Data records
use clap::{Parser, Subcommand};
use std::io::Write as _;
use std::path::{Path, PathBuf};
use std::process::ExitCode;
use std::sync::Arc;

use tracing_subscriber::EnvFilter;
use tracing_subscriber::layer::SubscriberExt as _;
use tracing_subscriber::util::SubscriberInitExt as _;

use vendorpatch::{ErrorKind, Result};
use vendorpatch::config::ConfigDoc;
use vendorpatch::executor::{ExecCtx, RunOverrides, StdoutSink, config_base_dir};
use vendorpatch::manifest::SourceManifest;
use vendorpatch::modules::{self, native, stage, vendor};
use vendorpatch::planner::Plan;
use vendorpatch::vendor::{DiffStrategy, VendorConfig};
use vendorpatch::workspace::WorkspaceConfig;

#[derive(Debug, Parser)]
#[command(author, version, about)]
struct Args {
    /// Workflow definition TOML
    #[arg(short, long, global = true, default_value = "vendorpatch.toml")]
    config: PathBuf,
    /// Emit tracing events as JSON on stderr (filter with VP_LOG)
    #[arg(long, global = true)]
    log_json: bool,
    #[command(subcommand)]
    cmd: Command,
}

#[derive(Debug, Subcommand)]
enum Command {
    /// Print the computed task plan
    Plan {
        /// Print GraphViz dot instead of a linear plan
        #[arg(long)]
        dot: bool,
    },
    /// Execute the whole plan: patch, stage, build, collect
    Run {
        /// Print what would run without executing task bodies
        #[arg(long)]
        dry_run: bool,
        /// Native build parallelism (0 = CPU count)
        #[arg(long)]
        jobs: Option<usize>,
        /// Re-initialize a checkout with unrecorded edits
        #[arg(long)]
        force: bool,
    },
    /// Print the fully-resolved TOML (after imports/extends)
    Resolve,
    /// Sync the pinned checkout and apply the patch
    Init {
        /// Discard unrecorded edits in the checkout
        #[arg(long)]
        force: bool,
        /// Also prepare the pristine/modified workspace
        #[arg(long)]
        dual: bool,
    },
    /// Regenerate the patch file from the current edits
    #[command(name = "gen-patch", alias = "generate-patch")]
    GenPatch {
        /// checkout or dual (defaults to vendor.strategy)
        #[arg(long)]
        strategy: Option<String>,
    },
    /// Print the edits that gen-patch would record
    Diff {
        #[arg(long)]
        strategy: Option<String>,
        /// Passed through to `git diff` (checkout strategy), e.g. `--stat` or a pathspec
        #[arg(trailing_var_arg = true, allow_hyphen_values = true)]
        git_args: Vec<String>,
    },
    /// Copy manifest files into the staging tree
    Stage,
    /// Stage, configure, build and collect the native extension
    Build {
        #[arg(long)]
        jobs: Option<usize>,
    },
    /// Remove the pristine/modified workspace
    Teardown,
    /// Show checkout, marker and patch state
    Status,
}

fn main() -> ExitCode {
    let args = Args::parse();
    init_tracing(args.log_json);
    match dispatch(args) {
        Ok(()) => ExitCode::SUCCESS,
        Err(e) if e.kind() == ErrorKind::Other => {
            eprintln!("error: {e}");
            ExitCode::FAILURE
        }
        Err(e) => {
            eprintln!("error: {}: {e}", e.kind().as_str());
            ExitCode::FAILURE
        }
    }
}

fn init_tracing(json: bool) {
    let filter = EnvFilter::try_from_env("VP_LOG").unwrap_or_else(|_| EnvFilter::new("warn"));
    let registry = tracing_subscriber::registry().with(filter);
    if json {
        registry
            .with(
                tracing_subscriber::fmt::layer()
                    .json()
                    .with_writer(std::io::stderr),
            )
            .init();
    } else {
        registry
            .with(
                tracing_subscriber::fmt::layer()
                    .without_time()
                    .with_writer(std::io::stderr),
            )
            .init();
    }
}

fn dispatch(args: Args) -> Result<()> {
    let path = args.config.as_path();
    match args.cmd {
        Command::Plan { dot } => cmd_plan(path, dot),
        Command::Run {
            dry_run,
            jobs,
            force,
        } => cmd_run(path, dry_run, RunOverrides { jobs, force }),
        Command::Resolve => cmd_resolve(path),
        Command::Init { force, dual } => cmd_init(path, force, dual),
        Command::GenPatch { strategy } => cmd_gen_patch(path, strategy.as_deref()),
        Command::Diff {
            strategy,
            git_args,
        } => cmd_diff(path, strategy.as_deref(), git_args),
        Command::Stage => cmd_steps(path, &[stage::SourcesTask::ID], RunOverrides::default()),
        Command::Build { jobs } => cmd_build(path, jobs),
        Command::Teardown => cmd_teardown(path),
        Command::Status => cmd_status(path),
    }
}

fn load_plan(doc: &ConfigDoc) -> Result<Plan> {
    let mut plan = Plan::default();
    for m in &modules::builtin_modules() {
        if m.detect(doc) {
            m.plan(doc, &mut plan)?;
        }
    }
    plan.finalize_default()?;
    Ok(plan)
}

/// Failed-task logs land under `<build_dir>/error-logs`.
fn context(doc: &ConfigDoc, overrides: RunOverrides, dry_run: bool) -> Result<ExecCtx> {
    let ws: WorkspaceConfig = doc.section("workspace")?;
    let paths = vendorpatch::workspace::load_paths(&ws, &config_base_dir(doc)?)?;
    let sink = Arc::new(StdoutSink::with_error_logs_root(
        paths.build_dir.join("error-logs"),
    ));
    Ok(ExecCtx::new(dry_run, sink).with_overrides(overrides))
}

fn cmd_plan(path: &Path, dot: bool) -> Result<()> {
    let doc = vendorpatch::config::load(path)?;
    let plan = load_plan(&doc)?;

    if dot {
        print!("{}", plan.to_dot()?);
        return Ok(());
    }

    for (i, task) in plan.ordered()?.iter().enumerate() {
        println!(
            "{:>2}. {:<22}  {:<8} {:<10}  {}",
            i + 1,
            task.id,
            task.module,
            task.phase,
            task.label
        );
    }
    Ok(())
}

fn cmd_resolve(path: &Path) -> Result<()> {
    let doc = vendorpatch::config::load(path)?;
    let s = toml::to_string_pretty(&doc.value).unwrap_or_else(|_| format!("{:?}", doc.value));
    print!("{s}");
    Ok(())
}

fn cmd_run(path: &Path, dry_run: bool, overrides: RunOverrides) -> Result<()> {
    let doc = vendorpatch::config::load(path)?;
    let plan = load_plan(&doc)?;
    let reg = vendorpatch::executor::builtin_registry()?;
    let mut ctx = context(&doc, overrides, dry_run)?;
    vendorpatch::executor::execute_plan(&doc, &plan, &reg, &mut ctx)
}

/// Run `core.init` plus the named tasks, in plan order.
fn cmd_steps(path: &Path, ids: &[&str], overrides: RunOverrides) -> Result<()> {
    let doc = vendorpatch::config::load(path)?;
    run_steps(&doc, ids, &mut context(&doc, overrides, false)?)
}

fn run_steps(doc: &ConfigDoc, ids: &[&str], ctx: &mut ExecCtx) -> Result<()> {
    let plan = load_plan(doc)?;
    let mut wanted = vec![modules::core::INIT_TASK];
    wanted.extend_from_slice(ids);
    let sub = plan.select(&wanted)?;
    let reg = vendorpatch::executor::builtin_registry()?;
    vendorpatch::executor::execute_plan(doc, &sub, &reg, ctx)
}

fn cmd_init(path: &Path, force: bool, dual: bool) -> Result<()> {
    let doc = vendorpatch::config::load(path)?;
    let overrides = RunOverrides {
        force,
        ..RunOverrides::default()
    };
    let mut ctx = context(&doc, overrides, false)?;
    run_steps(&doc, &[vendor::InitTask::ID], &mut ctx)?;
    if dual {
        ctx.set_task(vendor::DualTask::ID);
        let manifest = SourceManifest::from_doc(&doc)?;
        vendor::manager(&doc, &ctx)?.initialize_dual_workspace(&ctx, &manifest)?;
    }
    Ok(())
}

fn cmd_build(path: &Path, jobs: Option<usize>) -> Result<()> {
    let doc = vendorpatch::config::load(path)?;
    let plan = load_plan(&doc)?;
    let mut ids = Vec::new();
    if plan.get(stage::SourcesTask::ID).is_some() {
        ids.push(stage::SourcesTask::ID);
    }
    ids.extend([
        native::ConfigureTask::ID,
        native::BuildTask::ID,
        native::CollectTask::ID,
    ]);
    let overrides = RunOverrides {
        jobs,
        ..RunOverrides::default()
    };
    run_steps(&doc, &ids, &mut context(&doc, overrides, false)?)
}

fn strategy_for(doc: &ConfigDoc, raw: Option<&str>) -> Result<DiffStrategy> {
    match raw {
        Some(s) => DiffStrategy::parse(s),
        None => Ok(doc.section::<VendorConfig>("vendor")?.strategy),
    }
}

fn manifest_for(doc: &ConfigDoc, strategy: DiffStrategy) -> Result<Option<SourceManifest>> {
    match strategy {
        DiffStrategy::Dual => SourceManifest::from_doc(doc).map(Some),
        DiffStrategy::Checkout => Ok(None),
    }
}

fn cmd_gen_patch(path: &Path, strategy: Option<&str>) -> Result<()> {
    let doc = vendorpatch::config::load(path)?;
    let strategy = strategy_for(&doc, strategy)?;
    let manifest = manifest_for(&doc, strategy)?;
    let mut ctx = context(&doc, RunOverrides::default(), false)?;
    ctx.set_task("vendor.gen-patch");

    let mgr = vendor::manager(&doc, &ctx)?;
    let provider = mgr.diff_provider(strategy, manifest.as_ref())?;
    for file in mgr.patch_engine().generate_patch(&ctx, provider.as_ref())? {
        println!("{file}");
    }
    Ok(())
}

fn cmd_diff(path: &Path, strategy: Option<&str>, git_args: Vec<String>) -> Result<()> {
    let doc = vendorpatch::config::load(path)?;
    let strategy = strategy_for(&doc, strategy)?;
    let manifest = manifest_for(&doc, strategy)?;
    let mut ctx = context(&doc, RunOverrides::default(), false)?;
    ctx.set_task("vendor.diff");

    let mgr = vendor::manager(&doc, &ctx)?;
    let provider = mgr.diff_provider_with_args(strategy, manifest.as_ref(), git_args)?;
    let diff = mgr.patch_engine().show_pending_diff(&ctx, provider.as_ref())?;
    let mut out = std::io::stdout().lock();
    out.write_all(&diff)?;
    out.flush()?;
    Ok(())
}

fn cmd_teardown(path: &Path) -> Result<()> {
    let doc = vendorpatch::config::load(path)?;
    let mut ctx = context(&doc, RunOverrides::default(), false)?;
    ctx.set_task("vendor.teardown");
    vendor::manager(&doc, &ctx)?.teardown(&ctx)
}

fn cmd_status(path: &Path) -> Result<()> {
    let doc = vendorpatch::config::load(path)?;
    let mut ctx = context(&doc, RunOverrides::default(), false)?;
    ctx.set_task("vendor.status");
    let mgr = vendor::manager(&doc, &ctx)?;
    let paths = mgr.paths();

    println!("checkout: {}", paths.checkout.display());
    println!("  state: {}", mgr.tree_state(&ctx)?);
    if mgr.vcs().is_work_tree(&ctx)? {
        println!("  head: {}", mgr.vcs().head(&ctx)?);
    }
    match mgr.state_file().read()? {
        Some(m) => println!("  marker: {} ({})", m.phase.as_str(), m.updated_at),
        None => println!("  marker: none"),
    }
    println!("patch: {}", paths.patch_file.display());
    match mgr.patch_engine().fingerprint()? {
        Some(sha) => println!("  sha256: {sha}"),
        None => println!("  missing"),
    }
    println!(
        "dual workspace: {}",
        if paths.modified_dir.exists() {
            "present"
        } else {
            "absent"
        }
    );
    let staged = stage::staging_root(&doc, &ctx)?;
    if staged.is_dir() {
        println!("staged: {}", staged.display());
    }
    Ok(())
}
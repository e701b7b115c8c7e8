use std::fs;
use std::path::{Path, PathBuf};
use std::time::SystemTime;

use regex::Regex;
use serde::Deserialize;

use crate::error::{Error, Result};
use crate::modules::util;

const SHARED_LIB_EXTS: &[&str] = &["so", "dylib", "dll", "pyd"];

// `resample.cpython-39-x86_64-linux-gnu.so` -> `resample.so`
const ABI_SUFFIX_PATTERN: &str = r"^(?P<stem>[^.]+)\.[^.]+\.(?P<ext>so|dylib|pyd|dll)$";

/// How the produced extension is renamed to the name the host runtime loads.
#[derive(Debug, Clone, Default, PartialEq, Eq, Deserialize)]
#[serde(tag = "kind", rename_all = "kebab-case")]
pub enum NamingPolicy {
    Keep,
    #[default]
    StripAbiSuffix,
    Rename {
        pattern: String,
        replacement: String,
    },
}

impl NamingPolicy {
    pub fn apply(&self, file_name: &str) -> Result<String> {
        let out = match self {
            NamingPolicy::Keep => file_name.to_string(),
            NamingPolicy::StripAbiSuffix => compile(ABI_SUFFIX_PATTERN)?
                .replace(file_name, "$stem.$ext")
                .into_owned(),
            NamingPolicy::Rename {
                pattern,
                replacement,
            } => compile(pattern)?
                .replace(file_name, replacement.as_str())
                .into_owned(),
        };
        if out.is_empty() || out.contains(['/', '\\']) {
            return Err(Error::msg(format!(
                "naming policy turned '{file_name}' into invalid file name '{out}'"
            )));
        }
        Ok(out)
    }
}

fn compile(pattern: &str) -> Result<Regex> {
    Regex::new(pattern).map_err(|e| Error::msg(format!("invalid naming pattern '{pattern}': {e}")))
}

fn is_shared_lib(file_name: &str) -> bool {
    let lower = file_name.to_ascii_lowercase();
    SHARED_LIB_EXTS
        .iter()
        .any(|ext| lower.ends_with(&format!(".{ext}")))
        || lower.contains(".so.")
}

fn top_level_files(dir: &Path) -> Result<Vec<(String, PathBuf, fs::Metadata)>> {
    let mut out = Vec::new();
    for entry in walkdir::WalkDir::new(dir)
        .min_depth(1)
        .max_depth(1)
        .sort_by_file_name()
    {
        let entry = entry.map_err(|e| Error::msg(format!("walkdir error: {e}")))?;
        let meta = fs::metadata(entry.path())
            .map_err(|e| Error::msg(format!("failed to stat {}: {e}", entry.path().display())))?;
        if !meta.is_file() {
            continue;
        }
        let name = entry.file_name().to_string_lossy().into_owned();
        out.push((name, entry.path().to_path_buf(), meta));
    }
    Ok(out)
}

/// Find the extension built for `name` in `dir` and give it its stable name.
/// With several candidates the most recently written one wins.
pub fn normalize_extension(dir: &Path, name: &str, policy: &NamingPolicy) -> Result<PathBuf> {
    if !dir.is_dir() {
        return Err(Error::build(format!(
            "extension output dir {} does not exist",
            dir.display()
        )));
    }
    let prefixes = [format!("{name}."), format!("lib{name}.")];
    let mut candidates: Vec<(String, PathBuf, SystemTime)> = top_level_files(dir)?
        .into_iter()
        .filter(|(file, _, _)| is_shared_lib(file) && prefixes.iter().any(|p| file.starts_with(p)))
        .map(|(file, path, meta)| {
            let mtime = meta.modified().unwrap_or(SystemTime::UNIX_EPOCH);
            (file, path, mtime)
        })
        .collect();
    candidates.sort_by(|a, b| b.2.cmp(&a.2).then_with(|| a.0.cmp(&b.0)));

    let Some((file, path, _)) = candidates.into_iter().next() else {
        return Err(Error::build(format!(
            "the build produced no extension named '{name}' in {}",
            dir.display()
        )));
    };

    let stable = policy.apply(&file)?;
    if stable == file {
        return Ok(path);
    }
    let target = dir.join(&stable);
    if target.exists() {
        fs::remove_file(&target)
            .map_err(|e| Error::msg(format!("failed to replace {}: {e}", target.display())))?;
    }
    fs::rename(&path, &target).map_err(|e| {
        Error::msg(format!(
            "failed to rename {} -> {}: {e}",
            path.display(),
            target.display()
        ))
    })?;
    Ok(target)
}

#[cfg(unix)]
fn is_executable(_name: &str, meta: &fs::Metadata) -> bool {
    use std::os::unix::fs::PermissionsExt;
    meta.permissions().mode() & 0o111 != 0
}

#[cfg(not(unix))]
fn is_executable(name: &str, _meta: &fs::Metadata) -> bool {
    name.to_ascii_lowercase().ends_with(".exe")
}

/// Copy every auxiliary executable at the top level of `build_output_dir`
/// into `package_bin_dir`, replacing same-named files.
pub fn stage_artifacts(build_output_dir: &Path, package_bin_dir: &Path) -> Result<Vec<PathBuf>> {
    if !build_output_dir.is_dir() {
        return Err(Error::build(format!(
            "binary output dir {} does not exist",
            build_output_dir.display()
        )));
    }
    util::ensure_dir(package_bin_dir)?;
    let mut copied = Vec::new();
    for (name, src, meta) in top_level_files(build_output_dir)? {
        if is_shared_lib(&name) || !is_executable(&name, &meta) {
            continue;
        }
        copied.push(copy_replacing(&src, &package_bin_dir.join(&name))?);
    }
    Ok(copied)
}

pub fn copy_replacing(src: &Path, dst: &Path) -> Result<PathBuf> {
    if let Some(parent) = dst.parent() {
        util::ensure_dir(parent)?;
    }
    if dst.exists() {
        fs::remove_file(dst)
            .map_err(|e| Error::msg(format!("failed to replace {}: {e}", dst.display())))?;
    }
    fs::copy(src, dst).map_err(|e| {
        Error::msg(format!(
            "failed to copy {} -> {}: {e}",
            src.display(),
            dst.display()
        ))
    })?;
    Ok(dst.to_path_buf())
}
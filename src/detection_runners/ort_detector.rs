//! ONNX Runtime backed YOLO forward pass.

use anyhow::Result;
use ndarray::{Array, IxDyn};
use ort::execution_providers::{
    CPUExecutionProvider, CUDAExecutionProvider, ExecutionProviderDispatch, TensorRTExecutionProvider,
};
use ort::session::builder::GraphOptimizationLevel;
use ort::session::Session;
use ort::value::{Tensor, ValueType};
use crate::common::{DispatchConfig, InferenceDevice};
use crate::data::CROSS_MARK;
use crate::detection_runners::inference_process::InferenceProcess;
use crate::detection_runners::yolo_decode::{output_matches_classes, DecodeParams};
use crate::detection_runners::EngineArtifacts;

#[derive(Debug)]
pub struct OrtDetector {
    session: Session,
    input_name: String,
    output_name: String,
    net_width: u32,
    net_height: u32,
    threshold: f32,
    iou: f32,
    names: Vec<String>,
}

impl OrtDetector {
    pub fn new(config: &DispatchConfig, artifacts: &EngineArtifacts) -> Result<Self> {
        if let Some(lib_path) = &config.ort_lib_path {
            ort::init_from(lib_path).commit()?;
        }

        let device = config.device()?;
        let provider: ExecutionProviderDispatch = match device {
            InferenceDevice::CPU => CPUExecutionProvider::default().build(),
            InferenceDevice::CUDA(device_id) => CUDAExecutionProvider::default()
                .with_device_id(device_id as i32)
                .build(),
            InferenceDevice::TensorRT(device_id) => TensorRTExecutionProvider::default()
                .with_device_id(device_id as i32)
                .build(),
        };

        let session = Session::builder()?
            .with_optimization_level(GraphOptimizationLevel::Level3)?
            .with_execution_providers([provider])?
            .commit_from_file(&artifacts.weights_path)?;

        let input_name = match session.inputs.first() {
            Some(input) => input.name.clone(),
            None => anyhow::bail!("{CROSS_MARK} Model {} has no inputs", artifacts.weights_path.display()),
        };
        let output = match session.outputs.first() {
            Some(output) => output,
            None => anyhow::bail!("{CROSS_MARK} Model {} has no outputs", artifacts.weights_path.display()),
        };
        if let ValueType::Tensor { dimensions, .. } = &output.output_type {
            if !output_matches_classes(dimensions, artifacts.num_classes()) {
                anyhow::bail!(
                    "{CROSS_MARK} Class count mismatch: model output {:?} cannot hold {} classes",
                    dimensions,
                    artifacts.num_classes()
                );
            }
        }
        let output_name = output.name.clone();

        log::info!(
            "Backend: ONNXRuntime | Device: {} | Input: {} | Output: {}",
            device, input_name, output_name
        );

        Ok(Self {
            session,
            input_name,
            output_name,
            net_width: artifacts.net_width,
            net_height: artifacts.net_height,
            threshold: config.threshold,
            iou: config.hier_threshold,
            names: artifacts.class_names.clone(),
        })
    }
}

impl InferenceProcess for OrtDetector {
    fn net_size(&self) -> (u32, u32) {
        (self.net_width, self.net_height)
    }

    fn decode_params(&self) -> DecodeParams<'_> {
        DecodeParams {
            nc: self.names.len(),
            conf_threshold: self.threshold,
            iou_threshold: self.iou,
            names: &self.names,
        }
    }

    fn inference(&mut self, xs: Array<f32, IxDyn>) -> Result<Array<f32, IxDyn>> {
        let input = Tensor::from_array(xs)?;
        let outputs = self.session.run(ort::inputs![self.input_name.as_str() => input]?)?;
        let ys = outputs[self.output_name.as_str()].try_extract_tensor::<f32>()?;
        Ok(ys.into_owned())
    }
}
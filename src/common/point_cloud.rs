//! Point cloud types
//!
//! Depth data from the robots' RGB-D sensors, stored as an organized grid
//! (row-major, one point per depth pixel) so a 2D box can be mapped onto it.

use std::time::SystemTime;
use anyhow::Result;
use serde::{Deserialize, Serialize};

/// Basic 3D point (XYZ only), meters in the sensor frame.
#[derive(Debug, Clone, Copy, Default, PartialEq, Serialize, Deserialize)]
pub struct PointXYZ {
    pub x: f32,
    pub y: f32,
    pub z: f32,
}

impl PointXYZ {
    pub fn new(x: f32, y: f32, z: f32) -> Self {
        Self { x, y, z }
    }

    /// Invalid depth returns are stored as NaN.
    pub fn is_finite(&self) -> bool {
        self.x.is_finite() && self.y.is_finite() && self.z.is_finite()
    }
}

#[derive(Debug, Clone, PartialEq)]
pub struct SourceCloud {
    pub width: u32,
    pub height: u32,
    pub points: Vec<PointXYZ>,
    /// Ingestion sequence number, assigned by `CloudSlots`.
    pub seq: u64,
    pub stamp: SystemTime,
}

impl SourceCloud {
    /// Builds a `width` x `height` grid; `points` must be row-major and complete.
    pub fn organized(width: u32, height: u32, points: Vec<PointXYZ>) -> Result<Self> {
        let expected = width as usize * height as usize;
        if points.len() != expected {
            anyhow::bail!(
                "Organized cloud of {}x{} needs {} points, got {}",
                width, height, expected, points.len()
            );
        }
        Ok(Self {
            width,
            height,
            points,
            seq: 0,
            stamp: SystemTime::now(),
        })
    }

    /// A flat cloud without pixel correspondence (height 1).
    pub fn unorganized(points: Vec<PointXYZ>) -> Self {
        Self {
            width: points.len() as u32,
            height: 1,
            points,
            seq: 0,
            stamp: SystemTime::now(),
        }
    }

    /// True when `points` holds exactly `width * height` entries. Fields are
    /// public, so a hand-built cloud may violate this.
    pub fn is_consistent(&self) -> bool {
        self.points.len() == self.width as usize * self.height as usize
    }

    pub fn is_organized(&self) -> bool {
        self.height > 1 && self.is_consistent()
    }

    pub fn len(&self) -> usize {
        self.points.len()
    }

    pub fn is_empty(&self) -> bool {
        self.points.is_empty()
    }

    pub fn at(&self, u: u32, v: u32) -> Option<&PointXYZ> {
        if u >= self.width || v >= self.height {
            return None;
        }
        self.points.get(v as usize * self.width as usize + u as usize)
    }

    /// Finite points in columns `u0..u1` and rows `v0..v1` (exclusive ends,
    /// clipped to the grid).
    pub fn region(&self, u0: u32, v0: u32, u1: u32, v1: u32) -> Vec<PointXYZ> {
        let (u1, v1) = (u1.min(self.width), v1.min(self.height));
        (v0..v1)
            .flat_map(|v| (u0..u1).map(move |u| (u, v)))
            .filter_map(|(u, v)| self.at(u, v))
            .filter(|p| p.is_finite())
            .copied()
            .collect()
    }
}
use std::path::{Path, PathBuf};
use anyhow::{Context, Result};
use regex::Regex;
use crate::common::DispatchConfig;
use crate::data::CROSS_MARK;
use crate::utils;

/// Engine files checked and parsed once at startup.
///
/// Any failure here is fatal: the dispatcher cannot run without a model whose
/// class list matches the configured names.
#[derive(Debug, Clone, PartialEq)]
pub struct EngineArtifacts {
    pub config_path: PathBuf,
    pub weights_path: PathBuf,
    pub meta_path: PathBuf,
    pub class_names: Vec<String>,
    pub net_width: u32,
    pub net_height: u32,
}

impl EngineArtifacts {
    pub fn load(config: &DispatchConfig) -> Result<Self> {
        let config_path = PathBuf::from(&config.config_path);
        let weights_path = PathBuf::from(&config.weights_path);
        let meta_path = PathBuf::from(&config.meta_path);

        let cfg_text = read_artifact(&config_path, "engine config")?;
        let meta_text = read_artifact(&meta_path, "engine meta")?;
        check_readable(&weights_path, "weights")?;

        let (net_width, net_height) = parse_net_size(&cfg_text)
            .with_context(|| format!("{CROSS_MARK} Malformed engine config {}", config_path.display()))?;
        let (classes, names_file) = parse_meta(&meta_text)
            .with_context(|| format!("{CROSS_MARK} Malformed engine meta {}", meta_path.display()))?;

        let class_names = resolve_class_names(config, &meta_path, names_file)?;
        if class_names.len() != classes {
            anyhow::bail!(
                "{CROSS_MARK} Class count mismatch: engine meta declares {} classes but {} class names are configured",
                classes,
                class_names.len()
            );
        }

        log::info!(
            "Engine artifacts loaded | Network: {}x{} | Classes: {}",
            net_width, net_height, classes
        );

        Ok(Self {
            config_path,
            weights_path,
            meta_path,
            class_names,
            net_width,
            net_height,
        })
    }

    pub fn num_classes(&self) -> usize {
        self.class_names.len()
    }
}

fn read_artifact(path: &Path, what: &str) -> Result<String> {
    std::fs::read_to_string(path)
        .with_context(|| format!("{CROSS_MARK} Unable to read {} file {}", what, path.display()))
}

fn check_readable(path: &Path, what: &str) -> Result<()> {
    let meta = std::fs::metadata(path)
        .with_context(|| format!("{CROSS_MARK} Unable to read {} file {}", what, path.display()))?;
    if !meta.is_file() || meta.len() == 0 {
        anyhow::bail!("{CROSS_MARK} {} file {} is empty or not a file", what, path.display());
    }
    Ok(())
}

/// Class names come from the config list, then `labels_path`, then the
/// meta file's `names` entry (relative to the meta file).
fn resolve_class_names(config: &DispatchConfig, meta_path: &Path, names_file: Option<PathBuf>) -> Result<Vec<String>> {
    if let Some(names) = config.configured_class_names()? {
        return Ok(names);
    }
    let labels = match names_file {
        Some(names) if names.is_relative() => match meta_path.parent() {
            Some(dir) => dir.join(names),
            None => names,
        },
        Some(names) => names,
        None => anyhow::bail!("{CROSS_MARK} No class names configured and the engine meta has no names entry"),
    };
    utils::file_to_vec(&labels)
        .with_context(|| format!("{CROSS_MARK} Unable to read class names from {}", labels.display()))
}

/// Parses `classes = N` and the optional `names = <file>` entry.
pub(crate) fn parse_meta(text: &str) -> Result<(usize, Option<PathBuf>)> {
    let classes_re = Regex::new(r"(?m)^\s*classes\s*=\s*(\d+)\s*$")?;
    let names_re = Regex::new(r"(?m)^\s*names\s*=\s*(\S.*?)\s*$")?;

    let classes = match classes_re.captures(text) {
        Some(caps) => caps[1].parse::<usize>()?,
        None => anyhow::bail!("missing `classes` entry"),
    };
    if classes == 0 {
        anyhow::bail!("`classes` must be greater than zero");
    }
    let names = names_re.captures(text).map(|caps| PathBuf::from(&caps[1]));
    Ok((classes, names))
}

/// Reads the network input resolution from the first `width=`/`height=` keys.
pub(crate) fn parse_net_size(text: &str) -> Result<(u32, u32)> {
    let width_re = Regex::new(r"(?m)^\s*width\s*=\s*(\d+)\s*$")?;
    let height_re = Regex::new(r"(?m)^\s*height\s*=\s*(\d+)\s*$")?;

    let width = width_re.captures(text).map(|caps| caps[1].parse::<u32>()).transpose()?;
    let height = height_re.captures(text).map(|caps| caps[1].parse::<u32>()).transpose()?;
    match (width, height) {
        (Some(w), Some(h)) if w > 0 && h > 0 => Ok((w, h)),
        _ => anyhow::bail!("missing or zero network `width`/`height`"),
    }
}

### DIRECTIONS FOR THIS TASK
Search the entries above for the word "major", and copy every line where it occurs.

### EXERCISE RESPONSE
//! (row-major, one point per depth pixel) so a 2D box can be mapped onto it.
    /// Builds a `width` x `height` grid; `points` must be row-major and complete.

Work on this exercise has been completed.